The Principality of Andorra is nestled between France and Spain in the eastern Pyrenees.  This cozy microstate is famous for its quiet mountain scenery and high standard of living, and has the second highest life expectancy in the world.

Andorra is the last surviving independent member of the Marca Hispanica, a line of buffer states created by Charlemagne to protect France from Moorish invasions.  In 1278 the country’s unique political system was established, with rulership divided between the Spanish Bishop of Urgell and the French head of state.  Andorra’s borders have not changed since that time.  Owing to its isolated location (even today, there are only two main roads into the country), it has remained largely free from the political and military events that involved the rest of Europe; except for its role as a major smuggling route between France and Spain during World War II, and a brief, somewhat comical, “coup d’état” in 1934, Andorra’s history has been characterized almost exclusively by peace and tranquility.  Its citizens instituted a parliamentary democracy in 1993, reducing the co-princes to a symbolic role and allowing the country entry into the United Nations and the Council of Europe.
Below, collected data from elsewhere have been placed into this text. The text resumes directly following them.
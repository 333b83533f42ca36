//! Card records produced by extraction

use crate::model::Category;
use crate::CardError;
use serde::{Serialize, Serializer};
use std::fmt;
use std::str::FromStr;

/// A catalog card identifier: exactly five ASCII digits
#[derive(Debug, Clone, PartialEq, Eq, Hash, PartialOrd, Ord)]
pub struct CardId(String);

impl CardId {
    /// Validates and wraps a card id
    ///
    /// # Example
    ///
    /// ```
    /// use cardlens::CardId;
    ///
    /// assert!(CardId::parse("46326").is_ok());
    /// assert!(CardId::parse("4632").is_err());
    /// ```
    pub fn parse(raw: &str) -> Result<Self, CardError> {
        if Self::is_valid(raw) {
            Ok(Self(raw.to_string()))
        } else {
            Err(CardError::InvalidParameter(format!(
                "card id must be exactly 5 digits, got '{}'",
                raw
            )))
        }
    }

    /// Returns true if `raw` has the shape of a card id
    pub fn is_valid(raw: &str) -> bool {
        raw.len() == 5 && raw.bytes().all(|b| b.is_ascii_digit())
    }

    pub fn as_str(&self) -> &str {
        &self.0
    }
}

impl FromStr for CardId {
    type Err = CardError;

    fn from_str(s: &str) -> Result<Self, Self::Err> {
        Self::parse(s)
    }
}

impl fmt::Display for CardId {
    fn fmt(&self, f: &mut fmt::Formatter<'_>) -> fmt::Result {
        f.write_str(&self.0)
    }
}

impl Serialize for CardId {
    fn serialize<S: Serializer>(&self, serializer: S) -> Result<S::Ok, S::Error> {
        serializer.serialize_str(&self.0)
    }
}

/// A search result entry
#[derive(Debug, Clone, PartialEq, Serialize)]
#[serde(rename_all = "camelCase")]
pub struct CardSummary {
    pub card_id: CardId,
    pub name: String,
    pub full_name: String,
    pub category: Category,
    pub image_url: Option<String>,
    pub detail_url: String,
}

/// Evolution stage of a Pokémon card
#[derive(Debug, Clone, Copy, PartialEq, Eq, Serialize)]
#[serde(rename_all = "lowercase")]
pub enum EvolutionStage {
    Base,
    Stage1,
    Stage2,
}

impl EvolutionStage {
    /// Parses the stage label printed on a card ("たね", "1進化", "2進化")
    pub fn from_site_label(text: &str) -> Option<Self> {
        let compact: String = text.chars().filter(|c| !c.is_whitespace()).collect();
        match compact.as_str() {
            "たね" => Some(Self::Base),
            "1進化" => Some(Self::Stage1),
            "2進化" => Some(Self::Stage2),
            _ => None,
        }
    }
}

/// Where a detail record's category came from
#[derive(Debug, Clone, Copy, PartialEq, Eq, Serialize)]
#[serde(rename_all = "lowercase")]
pub enum CategorySource {
    /// Read from a category element on the page
    Page,
    /// Guessed from other evidence (HP, moves); not confirmed by the page
    Inferred,
}

/// One move (waza) printed on a card
#[derive(Debug, Clone, PartialEq, Eq, Serialize)]
#[serde(rename_all = "camelCase")]
pub struct Move {
    /// Heading text as extracted, damage digits included
    pub name: String,
    pub clean_name: String,
    pub energy_cost: Vec<String>,
    pub damage: Option<u32>,
    pub effect: String,
}

/// Full record for a single card
#[derive(Debug, Clone, PartialEq, Serialize)]
#[serde(rename_all = "camelCase")]
pub struct CardDetail {
    pub card_id: CardId,
    pub name: String,
    pub full_name: String,
    pub category: Category,
    pub category_source: CategorySource,
    pub image_url: Option<String>,
    pub detail_url: String,
    #[serde(rename = "type")]
    pub card_type: Option<String>,
    pub hp: Option<u32>,
    pub evolution_stage: Option<EvolutionStage>,
    pub weakness: Option<String>,
    pub resistance: Option<String>,
    pub retreat_cost: Option<u32>,
    pub set_name: Option<String>,
    pub set_code: Option<String>,
    pub card_number: Option<String>,
    pub rarity: Option<String>,
    pub moves: Vec<Move>,
}

/// Returns the part of a full card name before its first parenthesis
///
/// Both ASCII `(` and full-width `（` count.
///
/// ```
/// use cardlens::model::base_name;
///
/// assert_eq!(base_name("ピカチュウex (SV8 033/106)"), "ピカチュウex");
/// assert_eq!(base_name("Pikachu"), "Pikachu");
/// ```
pub fn base_name(full_name: &str) -> &str {
    full_name
        .split(['(', '（'])
        .next()
        .unwrap_or_default()
        .trim()
}
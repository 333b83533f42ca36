//! Extraction module: turning rendered pages into typed records
//!
//! This module contains:
//! - Page snapshots and parsed documents ([`PageSnapshot`], [`PageDocument`])
//! - The embedded state object ([`StructuredState`])
//! - Ordered selector fallbacks ([`SelectorResolver`], [`Locator`])
//! - Search result and card detail extractors
//! - Search form planning
//!
//! Everything here is synchronous and works on an already captured page, so
//! it can be tested against plain HTML.

mod attributes;
mod detail;
mod document;
mod form;
mod moves;
mod search;
mod selector;
mod state;

pub use attributes::{
    extract_basic, extract_defense, extract_set_info, type_name, BasicAttributes, Defense, SetInfo,
};
pub use detail::extract_detail;
pub use document::{element_text, parse_selector, PageDocument, PageSnapshot};
pub use form::{plan_form, FormAction};
pub use moves::{clean_move_name, extract_moves};
pub use search::extract_summaries;
pub use selector::{closest, first_within, Locator, Match, Resolved, SelectorResolver};
pub use state::{StateField, StructuredState};
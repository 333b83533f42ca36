//! Planning how to drive the search form
//!
//! The search page is parsed once, each form control is located through an
//! ordered list of selectors, and the result is a list of [`FormAction`]s
//! the catalog replays against the live page as scripts.

use crate::browser::scripts;
use crate::extract::document::PageDocument;
use crate::extract::selector::SelectorResolver;
use crate::model::SearchQuery;

const NAME_INPUT: &[&str] = &[
    r#"input[name="card_name"]"#,
    r#"input[name="name"]"#,
    r#"input[placeholder*="カード名"]"#,
    "#card_name",
    "#name",
    r#"input[type="text"]"#,
];

const ID_INPUT: &[&str] = &[
    r#"input[name="card_id"]"#,
    r#"input[name="cardId"]"#,
    r#"input[placeholder*="カードID"]"#,
    "#card_id",
    "#cardId",
];

const CATEGORY_SELECT: &[&str] = &[
    r#"select[name="card_type"]"#,
    r#"select[name="category"]"#,
    r#"select[name="type"]"#,
    "#card_type",
    "#category",
];

const SUBMIT_BUTTON: &[&str] = &[
    r#"button[type="submit"]"#,
    r#"input[type="submit"]"#,
    "button.search-button",
    "button.btn-search",
    ".search-button",
    ".btn-search",
    r#"input[value*="検索"]"#,
];

/// One step of filling in and submitting the search form
#[derive(Debug, Clone, PartialEq, Eq)]
pub enum FormAction {
    Fill { selector: String, value: String },
    /// Choose the first option matching any candidate, in order
    Select { selector: String, candidates: Vec<String> },
    Click { selector: String },
    SubmitForm,
}

impl FormAction {
    /// The page script performing this action
    pub fn script(&self) -> String {
        match self {
            Self::Fill { selector, value } => scripts::fill_input(selector, value),
            Self::Select {
                selector,
                candidates,
            } => {
                let candidates: Vec<&str> = candidates.iter().map(String::as_str).collect();
                scripts::select_option(selector, &candidates)
            }
            Self::Click { selector } => scripts::click(selector),
            Self::SubmitForm => scripts::SUBMIT_FIRST_FORM.to_string(),
        }
    }
}

/// Works out the actions that submit `query` through the page's form
///
/// Filters whose control cannot be found are skipped with a warning. When
/// no filter could be entered the plan is empty.
pub fn plan_form(doc: &PageDocument, query: &SearchQuery) -> Vec<FormAction> {
    let resolver = SelectorResolver::new(doc);
    let mut actions = Vec::new();

    if let Some(name) = query.name.as_deref().map(str::trim).filter(|n| !n.is_empty()) {
        match resolver.first_css(NAME_INPUT) {
            Some((selector, _)) => actions.push(FormAction::Fill {
                selector: selector.to_string(),
                value: name.to_string(),
            }),
            None => tracing::warn!("No card name input on search page"),
        }
    }

    if let Some(card_id) = &query.card_id {
        match resolver.first_css(ID_INPUT) {
            Some((selector, _)) => actions.push(FormAction::Fill {
                selector: selector.to_string(),
                value: card_id.to_string(),
            }),
            None => tracing::warn!("No card id input on search page"),
        }
    }

    if let Some(token) = query.category_token() {
        match resolver.first_css(CATEGORY_SELECT) {
            Some((selector, _)) => {
                let mut candidates = vec![token];
                if let Some(raw) = query.category.as_deref().map(str::trim) {
                    if !candidates.iter().any(|c| c == raw) {
                        candidates.push(raw.to_string());
                    }
                }
                actions.push(FormAction::Select {
                    selector: selector.to_string(),
                    candidates,
                });
            }
            None => tracing::warn!("No category select on search page"),
        }
    }

    if actions.is_empty() {
        return actions;
    }

    match resolver.first_css(SUBMIT_BUTTON) {
        Some((selector, _)) => actions.push(FormAction::Click {
            selector: selector.to_string(),
        }),
        None => {
            tracing::debug!("No search button found, submitting the form directly");
            actions.push(FormAction::SubmitForm);
        }
    }

    actions
}
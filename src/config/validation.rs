use crate::config::types::{BrowserConfig, Config, SiteConfig, TimingConfig};
use crate::ConfigError;
use url::Url;

/// Validates the entire configuration
pub fn validate(config: &Config) -> Result<(), ConfigError> {
    validate_site_config(&config.site)?;
    validate_browser_config(&config.browser)?;
    validate_timing_config(&config.timing)?;
    Ok(())
}

/// Validates site routing configuration
fn validate_site_config(config: &SiteConfig) -> Result<(), ConfigError> {
    let url = Url::parse(&config.base_url)
        .map_err(|e| ConfigError::InvalidUrl(format!("Invalid base_url: {}", e)))?;

    if url.host_str().is_none() {
        return Err(ConfigError::InvalidUrl(format!(
            "base_url '{}' has no host",
            config.base_url
        )));
    }

    if config.base_url.ends_with('/') {
        return Err(ConfigError::Validation(format!(
            "base_url must not end with '/', got '{}'",
            config.base_url
        )));
    }

    validate_path("search_path", &config.search_path)?;
    validate_path("detail_path", &config.detail_path)?;

    if !config.detail_path.ends_with('/') {
        return Err(ConfigError::Validation(format!(
            "detail_path must end with '/', got '{}'",
            config.detail_path
        )));
    }

    if config.default_regulation.contains('/') {
        return Err(ConfigError::Validation(format!(
            "default_regulation cannot contain '/', got '{}'",
            config.default_regulation
        )));
    }

    Ok(())
}

fn validate_path(field: &str, path: &str) -> Result<(), ConfigError> {
    if !path.starts_with('/') {
        return Err(ConfigError::Validation(format!(
            "{} must start with '/', got '{}'",
            field, path
        )));
    }
    Ok(())
}

/// Validates browser configuration
fn validate_browser_config(config: &BrowserConfig) -> Result<(), ConfigError> {
    if config.user_agent.trim().is_empty() {
        return Err(ConfigError::Validation(
            "user_agent cannot be empty".to_string(),
        ));
    }

    if let Some(arg) = config.extra_args.iter().find(|a| !a.starts_with("--")) {
        return Err(ConfigError::Validation(format!(
            "extra_args entries must start with '--', got '{}'",
            arg
        )));
    }

    Ok(())
}

/// Validates timing configuration
fn validate_timing_config(config: &TimingConfig) -> Result<(), ConfigError> {
    if config.navigation_timeout_ms < 1000 {
        return Err(ConfigError::Validation(format!(
            "navigation_timeout_ms must be >= 1000ms, got {}ms",
            config.navigation_timeout_ms
        )));
    }

    if config.poll_attempts < 1 || config.poll_attempts > 20 {
        return Err(ConfigError::Validation(format!(
            "poll_attempts must be between 1 and 20, got {}",
            config.poll_attempts
        )));
    }

    Ok(())
}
Primarily a nation of shepherds prior to the 20th century, Andorra has since crafted a thriving tourism industry that accounts for about 80% of the country’s GDP.  Roughly 9 million tourists visit Andorra per year — 125 times the total population! — primarily for the country’s excellent skiing and hiking.  Numerous large ski resorts exist, as well as qualified, professional ski schools, and during the summer months many trails open up, offering spectacular views and good exercise.  Andorra has long been known as a tax haven, and banking and retail sales have become important industries as well; many tourists arrive just to get good deals on items like perfume and furniture.  The country has taken significant steps to decrease its isolation, which has tremendously benefitted the tourism industry.  Internet access is common, and transportation is widely available from nearby cities in France and Spain.

Expatriates outnumber native Andorrans in their own country, at over 65% of the population.  Most of these come from neighboring European countries, especially Spain, Portugal, and France.  Andorra has become an especially attractive destination for retirees, owing to the lack of income tax and tranquil surroundings.  Work is mostly available in the tourism and banking industries…although, for a less conventional approach, one could always buy a few sheep and settle down in a quiet farming village.

Catalan is the official language of Andorra, although French and (Castilian) Spanish are both widely spoken throughout the country.  There are a large number of English and Portuguese speakers as well, especially in the tourism industry, and it shouldn’t be much of a problem navigating a short stay using one of these languages.


Country Info:
BBC News Country Profiles: Andorra
Wikipedia: Andorra
CIA World Factbook Entry

Online French language course
Online Spanish language course
Wikipedia: Catalan Language
Wikipedia: Spanish Language

Relocation Resources:
Andorra Embassy Information
Note: Travelers to Andorra must pass through Spain or France, and will need to make appropriate arrangements for entering those countries. Please see the Relocation Resources links of the corresponding articles for more information.
Andorra at Wikitravel
Culture of Andorra at
Job Listings at (Catalan, French, and Spanish)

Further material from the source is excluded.